Top of Given records

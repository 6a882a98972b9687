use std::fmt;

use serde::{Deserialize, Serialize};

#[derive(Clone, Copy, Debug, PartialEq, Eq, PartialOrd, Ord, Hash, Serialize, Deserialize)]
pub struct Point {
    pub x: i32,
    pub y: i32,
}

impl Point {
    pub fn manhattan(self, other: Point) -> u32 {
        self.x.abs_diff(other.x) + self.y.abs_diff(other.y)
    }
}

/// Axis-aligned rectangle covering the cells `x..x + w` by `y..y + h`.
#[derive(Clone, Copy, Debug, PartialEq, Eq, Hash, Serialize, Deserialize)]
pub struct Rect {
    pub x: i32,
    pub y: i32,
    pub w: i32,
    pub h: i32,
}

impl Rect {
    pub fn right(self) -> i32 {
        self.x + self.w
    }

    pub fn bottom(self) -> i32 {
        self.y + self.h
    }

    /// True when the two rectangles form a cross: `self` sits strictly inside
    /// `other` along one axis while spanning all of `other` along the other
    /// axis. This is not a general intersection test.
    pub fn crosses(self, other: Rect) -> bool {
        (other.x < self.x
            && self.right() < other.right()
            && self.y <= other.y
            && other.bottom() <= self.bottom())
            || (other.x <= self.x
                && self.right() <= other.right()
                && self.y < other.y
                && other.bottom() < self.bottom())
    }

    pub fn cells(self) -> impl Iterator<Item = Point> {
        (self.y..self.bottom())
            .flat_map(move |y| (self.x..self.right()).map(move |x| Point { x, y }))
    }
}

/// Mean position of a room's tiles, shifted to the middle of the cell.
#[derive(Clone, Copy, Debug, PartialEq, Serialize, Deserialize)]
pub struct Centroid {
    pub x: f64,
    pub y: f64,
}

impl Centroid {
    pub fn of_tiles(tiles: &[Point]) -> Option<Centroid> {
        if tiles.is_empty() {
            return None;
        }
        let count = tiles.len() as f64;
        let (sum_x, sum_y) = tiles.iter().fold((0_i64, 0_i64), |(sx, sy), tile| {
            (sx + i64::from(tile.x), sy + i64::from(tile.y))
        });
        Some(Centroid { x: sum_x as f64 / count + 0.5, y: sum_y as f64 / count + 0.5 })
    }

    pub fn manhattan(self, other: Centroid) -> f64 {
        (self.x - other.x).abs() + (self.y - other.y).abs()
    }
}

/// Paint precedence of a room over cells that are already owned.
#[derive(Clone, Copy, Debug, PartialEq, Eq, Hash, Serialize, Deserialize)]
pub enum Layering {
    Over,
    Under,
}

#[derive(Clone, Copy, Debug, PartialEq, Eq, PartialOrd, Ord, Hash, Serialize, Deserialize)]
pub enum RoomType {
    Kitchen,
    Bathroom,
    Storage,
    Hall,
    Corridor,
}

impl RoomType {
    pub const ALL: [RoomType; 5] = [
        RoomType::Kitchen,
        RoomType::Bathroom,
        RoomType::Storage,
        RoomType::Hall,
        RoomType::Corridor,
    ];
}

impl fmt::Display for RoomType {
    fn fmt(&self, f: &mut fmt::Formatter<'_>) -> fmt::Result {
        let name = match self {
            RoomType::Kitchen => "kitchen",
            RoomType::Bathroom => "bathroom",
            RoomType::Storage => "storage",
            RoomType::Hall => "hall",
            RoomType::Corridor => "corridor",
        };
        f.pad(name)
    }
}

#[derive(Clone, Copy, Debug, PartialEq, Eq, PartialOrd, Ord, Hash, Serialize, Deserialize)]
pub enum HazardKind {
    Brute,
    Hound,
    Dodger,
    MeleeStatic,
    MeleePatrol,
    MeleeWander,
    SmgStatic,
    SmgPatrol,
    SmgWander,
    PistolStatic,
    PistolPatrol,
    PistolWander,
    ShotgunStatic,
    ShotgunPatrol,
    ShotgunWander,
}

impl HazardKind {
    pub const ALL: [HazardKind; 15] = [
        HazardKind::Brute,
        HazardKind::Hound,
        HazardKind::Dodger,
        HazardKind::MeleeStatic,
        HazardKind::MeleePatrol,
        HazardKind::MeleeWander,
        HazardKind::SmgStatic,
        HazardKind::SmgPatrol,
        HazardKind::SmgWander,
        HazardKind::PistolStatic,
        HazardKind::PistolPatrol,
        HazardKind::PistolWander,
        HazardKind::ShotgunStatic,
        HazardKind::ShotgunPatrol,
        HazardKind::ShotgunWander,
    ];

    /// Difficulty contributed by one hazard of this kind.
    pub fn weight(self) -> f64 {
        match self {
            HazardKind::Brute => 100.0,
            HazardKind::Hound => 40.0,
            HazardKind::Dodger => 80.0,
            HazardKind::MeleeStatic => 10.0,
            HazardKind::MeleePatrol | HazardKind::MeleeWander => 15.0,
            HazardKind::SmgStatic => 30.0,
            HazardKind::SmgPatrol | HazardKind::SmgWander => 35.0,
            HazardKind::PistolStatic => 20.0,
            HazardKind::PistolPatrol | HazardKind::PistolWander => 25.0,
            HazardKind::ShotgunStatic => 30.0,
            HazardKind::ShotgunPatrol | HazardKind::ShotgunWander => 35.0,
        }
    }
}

Bottom of Given records

Work to complete.
Repeat the material in full, exactly as written.

Exercise response.
repository 6a882a98972b9687
use std::fmt;

use serde::{Deserialize, Serialize};

#[derive(Clone, Copy, Debug, PartialEq, Eq, PartialOrd, Ord, Hash, Serialize, Deserialize)]
pub struct Point {
    pub x: i32,
    pub y: i32,
}

impl Point {
    pub fn manhattan(self, other: Point) -> u32 {
        self.x.abs_diff(other.x) + self.y.abs_diff(other.y)
    }
}

/// Axis-aligned rectangle covering the cells `x..x + w` by `y..y + h`.
#[derive(Clone, Copy, Debug, PartialEq, Eq, Hash, Serialize, Deserialize)]
pub struct Rect {
    pub x: i32,
    pub y: i32,
    pub w: i32,
    pub h: i32,
}

impl Rect {
    pub fn right(self) -> i32 {
        self.x + self.w
    }

    pub fn bottom(self) -> i32 {
        self.y + self.h
    }

    /// True when the two rectangles form a cross: `self` sits strictly inside
    /// `other` along one axis while spanning all of `other` along the other
    /// axis. This is not a general intersection test.
    pub fn crosses(self, other: Rect) -> bool {
        (other.x < self.x
            && self.right() < other.right()
            && self.y <= other.y
            && other.bottom() <= self.bottom())
            || (other.x <= self.x
                && self.right() <= other.right()
                && self.y < other.y
                && other.bottom() < self.bottom())
    }

    pub fn cells(self) -> impl Iterator<Item = Point> {
        (self.y..self.bottom())
            .flat_map(move |y| (self.x..self.right()).map(move |x| Point { x, y }))
    }
}

/// Mean position of a room's tiles, shifted to the middle of the cell.
#[derive(Clone, Copy, Debug, PartialEq, Serialize, Deserialize)]
pub struct Centroid {
    pub x: f64,
    pub y: f64,
}

impl Centroid {
    pub fn of_tiles(tiles: &[Point]) -> Option<Centroid> {
        if tiles.is_empty() {
            return None;
        }
        let count = tiles.len() as f64;
        let (sum_x, sum_y) = tiles.iter().fold((0_i64, 0_i64), |(sx, sy), tile| {
            (sx + i64::from(tile.x), sy + i64::from(tile.y))
        });
        Some(Centroid { x: sum_x as f64 / count + 0.5, y: sum_y as f64 / count + 0.5 })
    }

    pub fn manhattan(self, other: Centroid) -> f64 {
        (self.x - other.x).abs() + (self.y - other.y).abs()
    }
}

/// Paint precedence of a room over cells that are already owned.
#[derive(Clone, Copy, Debug, PartialEq, Eq, Hash, Serialize, Deserialize)]
pub enum Layering {
    Over,
    Under,
}

#[derive(Clone, Copy, Debug, PartialEq, Eq, PartialOrd, Ord, Hash, Serialize, Deserialize)]
pub enum RoomType {
    Kitchen,
    Bathroom,
    Storage,
    Hall,
    Corridor,
}

impl RoomType {
    pub const ALL: [RoomType; 5] = [
        RoomType::Kitchen,
        RoomType::Bathroom,
        RoomType::Storage,
        RoomType::Hall,
        RoomType::Corridor,
    ];
}

impl fmt::Display for RoomType {
    fn fmt(&self, f: &mut fmt::Formatter<'_>) -> fmt::Result {
        let name = match self {
            RoomType::Kitchen => "kitchen",
            RoomType::Bathroom => "bathroom",
            RoomType::Storage => "storage",
            RoomType::Hall => "hall",
            RoomType::Corridor => "corridor",
        };
        f.pad(name)
    }
}

#[derive(Clone, Copy, Debug, PartialEq, Eq, PartialOrd, Ord, Hash, Serialize, Deserialize)]
pub enum HazardKind {
    Brute,
    Hound,
    Dodger,
    MeleeStatic,
    MeleePatrol,
    MeleeWander,
    SmgStatic,
    SmgPatrol,
    SmgWander,
    PistolStatic,
    PistolPatrol,
    PistolWander,
    ShotgunStatic,
    ShotgunPatrol,
    ShotgunWander,
}

impl HazardKind {
    pub const ALL: [HazardKind; 15] = [
        HazardKind::Brute,
        HazardKind::Hound,
        HazardKind::Dodger,
        HazardKind::MeleeStatic,
        HazardKind::MeleePatrol,
        HazardKind::MeleeWander,
        HazardKind::SmgStatic,
        HazardKind::SmgPatrol,
        HazardKind::SmgWander,
        HazardKind::PistolStatic,
        HazardKind::PistolPatrol,
        HazardKind::PistolWander,
        HazardKind::ShotgunStatic,
        HazardKind::ShotgunPatrol,
        HazardKind::ShotgunWander,
    ];

    /// Difficulty contributed by one hazard of this kind.
    pub fn weight(self) -> f64 {
        match self {
            HazardKind::Brute => 100.0,
            HazardKind::Hound => 40.0,
            HazardKind::Dodger => 80.0,
            HazardKind::MeleeStatic => 10.0,
            HazardKind::MeleePatrol | HazardKind::MeleeWander => 15.0,
            HazardKind::SmgStatic => 30.0,
            HazardKind::SmgPatrol | HazardKind::SmgWander => 35.0,
            HazardKind::PistolStatic => 20.0,
            HazardKind::PistolPatrol | HazardKind::PistolWander => 25.0,
            HazardKind::ShotgunStatic => 30.0,
            HazardKind::ShotgunPatrol | HazardKind::ShotgunWander => 35.0,
        }
    }
}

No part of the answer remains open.